Fiscal 2013 Third Quarter and Nine Month Period Ended July 31, 2013, Operating Results from Continuing Operations
Revenues for the third quarter increased $62.0 million, or 30.4 percent, to $265.7 million, from $203.7 million in the same period last year driven by $66.4 million of additional revenues resulting from the Banner acquisition. Commercial manufacturing (CMO) revenues for the third quarter increased $59.5 million, or 35.4 percent, to $227.8 million, from $168.3 million in the same period last year, primarily due to the additional revenues resulting from the Banner acquisition. Pharmaceutical Development Services (PDS) revenues for the third quarter increased $2.5 million, or 7.1 percent, to $37.9 million, from $35.4 million in the same period last year.
Revenues for the nine month period ended July 31, 2013 increased $194.0 million, or 36.0 percent, to $733.1 million, from $539.1 million in the same period last year, driven by growth in existing business and $144.2 million of additional revenues resulting from the Banner acquisition.

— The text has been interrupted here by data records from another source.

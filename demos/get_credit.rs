use smsir::{Config, SmsIrClient};
use tracing_subscriber::EnvFilter;

#[tokio::main]
async fn main() -> Result<(), Box<dyn std::error::Error>> {
    let filter = EnvFilter::try_from_default_env().unwrap_or_else(|_| EnvFilter::new("info"));
    tracing_subscriber::fmt().with_env_filter(filter).init();

    let client = SmsIrClient::new(Config::from_env()?)?;

    let response = client.get_credit().await?;
    println!("credit: {}, message: {:?}", response.credit, response.message);

    Ok(())
}
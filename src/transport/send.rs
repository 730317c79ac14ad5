use serde::Deserialize;

use super::number::TransportNumber;
use super::{ApiReply, TransportError};
use crate::domain::{SendByTemplate, SendVerificationCode};

#[derive(Debug, Clone, Deserialize)]
#[serde(rename_all = "PascalCase")]
struct SendJsonResponse {
    #[serde(default)]
    verification_code_id: Option<TransportNumber>,
    is_successful: bool,
    #[serde(default)]
    message: Option<String>,
}

pub fn encode_verification_code_body(request: &SendVerificationCode) -> String {
    serde_json::json!({
        "Code": request.code().as_str(),
        "MobileNumber": request.mobile().as_str(),
    })
    .to_string()
}

pub fn encode_ultra_fast_send_body(request: &SendByTemplate) -> String {
    let parameters = request
        .parameters()
        .iter()
        .map(|parameter| {
            serde_json::json!({
                "Parameter": parameter.name(),
                "ParameterValue": parameter.value(),
            })
        })
        .collect::<Vec<_>>();

    serde_json::json!({
        "Mobile": request.mobile().as_str(),
        "TemplateId": request.template_id().value(),
        "ParameterArray": parameters,
    })
    .to_string()
}

/// Shared by `VerificationCode` and `UltraFastSend`; both answer with a `VerificationCodeId`.
pub fn decode_send_json_response(json: &str) -> Result<ApiReply<String>, TransportError> {
    let parsed: SendJsonResponse = serde_json::from_str(json)?;
    Ok(ApiReply::new(
        parsed.is_successful,
        parsed.message,
        parsed.verification_code_id.map(TransportNumber::into_string),
    ))
}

CMO revenues for the nine month period ended July 31, 2013 increased $189.3 million, or 43.2 percent, to $627.4 million, from $438.1 million in the same period last year, primarily due to additional revenues resulting from the Banner acquisition. PDS revenues for the nine month period ended July 31, 2013 increased $4.7 million, or 4.7 percent, to $105.7 million, from $101.0 million in the same period last year.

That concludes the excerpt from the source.